A project aimed at understanding the relationships and evolution of coffee species using DNA technologies. Providing a framework for research, conservation and sustainability of this important crop.  

Coffea cladogram. From Maurin et al. (2007).

The genus Coffea (Rubiaceae) comprises c. 100 species and contains the two main species used in the production of the beverage coffee: C. arabica and C. canephora. The objectives of the Coffee Phylogeny Project are to: (1) produce a family tree (phylogeny) for coffee and its relatives based primarily on DNA sequence data; (2) use the DNA data to conserve coffee genetic resources by investigating the circumscription of species and the relationships between them; (3) use the phylogeny to investigate the biogeography of coffee, and assess the historical relationships between Africa, Madagascar, the Mascarene Islands, Asia and Australasia; (4) integrate DNA phylogenetic data with other fundamental biodiversity information on coffee species and make it widely accessible.

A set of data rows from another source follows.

//! Wire-level request model for the control API
//!
//! These types mirror the request fields produced by the marshaling
//! layer. Cache configuration appears in two generations: the deprecated
//! scalar/list registry refs and the structured entry lists that
//! replaced them. [`crate::control`] folds the former into the latter
//! before anything downstream reads the lists.

use crate::error::KilnResult;
use serde::{Deserialize, Serialize};
use std::collections::HashMap;

/// Well-known cache entry types
pub mod cache_type {
    /// Cache held in a registry-hosted image
    pub const REGISTRY: &str = "registry";
    /// Cache held in a local directory
    pub const LOCAL: &str = "local";
}

/// Well-known cache entry attr keys
pub mod attr {
    /// Registry reference of the cache target
    pub const REF: &str = "ref";
    /// Destination directory of a local cache export
    pub const DEST: &str = "dest";
    /// Whether export failures should be tolerated ("true"/"false")
    pub const IGNORE_ERROR: &str = "ignore-error";
}

/// One cache export or import directive
///
/// Attrs are compared as a set of key/value pairs; insertion order never
/// matters, so the derived equality is exactly entry equality.
#[derive(Debug, Clone, Default, PartialEq, Eq, Serialize, Deserialize)]
pub struct CacheOptionsEntry {
    /// Entry type (e.g. "registry", "local")
    #[serde(rename = "type")]
    pub kind: String,

    /// Type-specific configuration (registry ref, local dest, ...)
    #[serde(default)]
    pub attrs: HashMap<String, String>,
}

impl CacheOptionsEntry {
    /// Create an entry of the given type with no attrs
    pub fn new(kind: impl Into<String>) -> Self {
        Self {
            kind: kind.into(),
            attrs: HashMap::new(),
        }
    }

    /// Create a registry entry pointing at the given ref
    pub fn registry(reference: impl Into<String>) -> Self {
        let mut entry = Self::new(cache_type::REGISTRY);
        entry.attrs.insert(attr::REF.to_string(), reference.into());
        entry
    }

    /// Canonical grouping key: the entry type followed by its attrs as
    /// key-sorted `key=value` pairs.
    ///
    /// Equal entries always produce the same key, so keys can stand in
    /// for entries when grouping.
    pub fn dedup_key(&self) -> String {
        let mut attrs: Vec<(&str, &str)> = self
            .attrs
            .iter()
            .map(|(k, v)| (k.as_str(), v.as_str()))
            .collect();
        attrs.sort_unstable();

        let mut key = self.kind.clone();
        for (k, v) in attrs {
            key.push(';');
            key.push_str(k);
            key.push('=');
            key.push_str(v);
        }
        key
    }
}

/// Cache configuration attached to a solve request
///
/// The deprecated fields predate the structured lists and are still
/// accepted from older clients. They are read during normalization but
/// never cleared, so telemetry can observe original caller intent.
#[derive(Debug, Clone, Default, PartialEq, Eq, Serialize, Deserialize)]
#[serde(default)]
pub struct CacheOptions {
    /// Structured cache export directives
    pub exports: Vec<CacheOptionsEntry>,

    /// Structured cache import directives
    pub imports: Vec<CacheOptionsEntry>,

    /// Deprecated single registry ref to export cache to (empty = unset)
    #[serde(
        rename = "export_ref_deprecated",
        skip_serializing_if = "String::is_empty"
    )]
    pub legacy_export_ref: String,

    /// Deprecated registry refs to import cache from (may repeat)
    #[serde(
        rename = "import_refs_deprecated",
        skip_serializing_if = "Vec::is_empty"
    )]
    pub legacy_import_refs: Vec<String>,
}

/// An inbound solve request as decoded by the marshaling layer
#[derive(Debug, Clone, Default, PartialEq, Eq, Serialize, Deserialize)]
#[serde(default)]
pub struct SolveRequest {
    /// Client-chosen build identifier
    pub id: String,

    /// Frontend that interprets the build definition
    pub frontend: String,

    /// Frontend-specific options
    pub frontend_attrs: HashMap<String, String>,

    /// Cache configuration, both generations
    pub cache: CacheOptions,
}

impl SolveRequest {
    /// Decode a request from the marshaling layer's JSON form
    pub fn from_json(data: &str) -> KilnResult<Self> {
        Ok(serde_json::from_str(data)?)
    }

    /// Encode a request back to the marshaling layer's JSON form
    pub fn to_json(&self) -> KilnResult<String> {
        Ok(serde_json::to_string(self)?)
    }
}
//! Cache-option normalization
//!
//! Solve requests carry cache configuration in two generations: the
//! deprecated scalar/list registry refs and the structured entry lists
//! that replaced them. The helpers here fold the former into the latter,
//! detect entries that collide under attr-set equality, and interpret
//! the tri-state `ignore-error` attr.

use crate::api::{attr, CacheOptions, CacheOptionsEntry};
use crate::error::KilnResult;
use std::collections::{HashMap, HashSet};
use tracing::{debug, warn};

/// Find entries that occur more than once under attr-set equality.
///
/// Returns one representative per group of mutually equal entries, in
/// first-occurrence order; entries that occur exactly once are not
/// reported. The input is never mutated.
///
/// Always succeeds today; the error channel is reserved for attr
/// validation.
pub fn duplicate_cache_options(
    entries: &[CacheOptionsEntry],
) -> KilnResult<Vec<CacheOptionsEntry>> {
    let mut counts: HashMap<String, usize> = HashMap::new();
    for entry in entries {
        *counts.entry(entry.dedup_key()).or_insert(0) += 1;
    }

    let mut reported = HashSet::new();
    let mut duplicates = Vec::new();
    for entry in entries {
        let key = entry.dedup_key();
        if counts[&key] > 1 && reported.insert(key) {
            duplicates.push(entry.clone());
        }
    }
    Ok(duplicates)
}

/// Parse the tri-state `ignore-error` flag value.
///
/// Matches exactly "true" and "false", case-insensitive, with no
/// trimming. Anything else returns `None` so callers can tell an
/// explicit "false" apart from an absent or unusable value.
pub fn parse_export_ignore_error(value: &str) -> Option<bool> {
    if value.eq_ignore_ascii_case("true") {
        Some(true)
    } else if value.eq_ignore_ascii_case("false") {
        Some(false)
    } else {
        None
    }
}

/// Whether export failures for this entry should be tolerated.
///
/// Reads the `ignore-error` attr off a cache export entry. An absent
/// attr means the system default (fail the build on export errors); an
/// unrecognized value falls back to the same default with a warning.
pub fn export_ignore_error(entry: &CacheOptionsEntry) -> bool {
    match entry.attrs.get(attr::IGNORE_ERROR) {
        None => false,
        Some(value) => match parse_export_ignore_error(value) {
            Some(ignore) => ignore,
            None => {
                warn!("Unrecognized cache export ignore-error value: {:?}", value);
                false
            }
        },
    }
}

/// Fold the deprecated scalar/list cache refs into the structured lists.
///
/// Runs once per request, before anything downstream reads
/// `exports`/`imports`. Pre-existing entries are never removed or
/// reordered; a synthesized entry is appended only when no equal entry
/// exists yet, so repeated refs in the deprecated import list collapse
/// to one entry. The deprecated fields themselves are left in place for
/// diagnostics.
pub fn merge_legacy_cache_options(cache: &mut CacheOptions) {
    if !cache.legacy_export_ref.is_empty() {
        let entry = CacheOptionsEntry::registry(cache.legacy_export_ref.clone());
        if !cache.exports.contains(&entry) {
            debug!(
                "Adding cache export for deprecated ref: {}",
                cache.legacy_export_ref
            );
            cache.exports.push(entry);
        }
    }

    for i in 0..cache.legacy_import_refs.len() {
        let entry = CacheOptionsEntry::registry(cache.legacy_import_refs[i].clone());
        if !cache.imports.contains(&entry) {
            debug!(
                "Adding cache import for deprecated ref: {}",
                cache.legacy_import_refs[i]
            );
            cache.imports.push(entry);
        }
    }
}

So far c. 85% of all Coffea species have been sequenced for five DNA regions (plastid: trnL intron, the trnL-F IGS, rpl16 and the accD-psa1 IGS; nuclear: ITS), and for many species multiple samples have been sequenced. Other plastid and nuclear regions, which are likely to provide systematic data, are also being investigated. The results generated so far show that Coffea can be divided into geographical groupings, although it is evident that there has been significant gene exchange between species occurring in the various phytogeographical regions of Africa, and that the evolutionary history of coffee is complex. The work has helped to gain further understanding of the hybrid origin of C. arabica, and the circumscription of many species have been more completely understood. The data has also allowed us to formulate hypotheses regarding the evolutionary history of Coffea. Recently, it has been shown that the genus Psilanthus is part of the natural variation of Coffea, adding a further 20 species to Coffea.

In broader studies using sequence data using plastid DNA (trnL intron, the trnL-F IGS, rpl16 and the accD-psa1 IGS), it has been possible to identify the genera that have a close phylogenetic relationship with Coffea (tribe Coffeeae); ten other genera are proposed as close relatives (i.e. members of Coffeeae).
 

Ongoing work aims to resolve the remaining poorly undersood parts of Coffea phylogeny, particularly for species occurring in Madagascar and Asia, using new molecular markers and improved species sampling. Further work on species delimitation and the identification of in situ hybridization is also underway.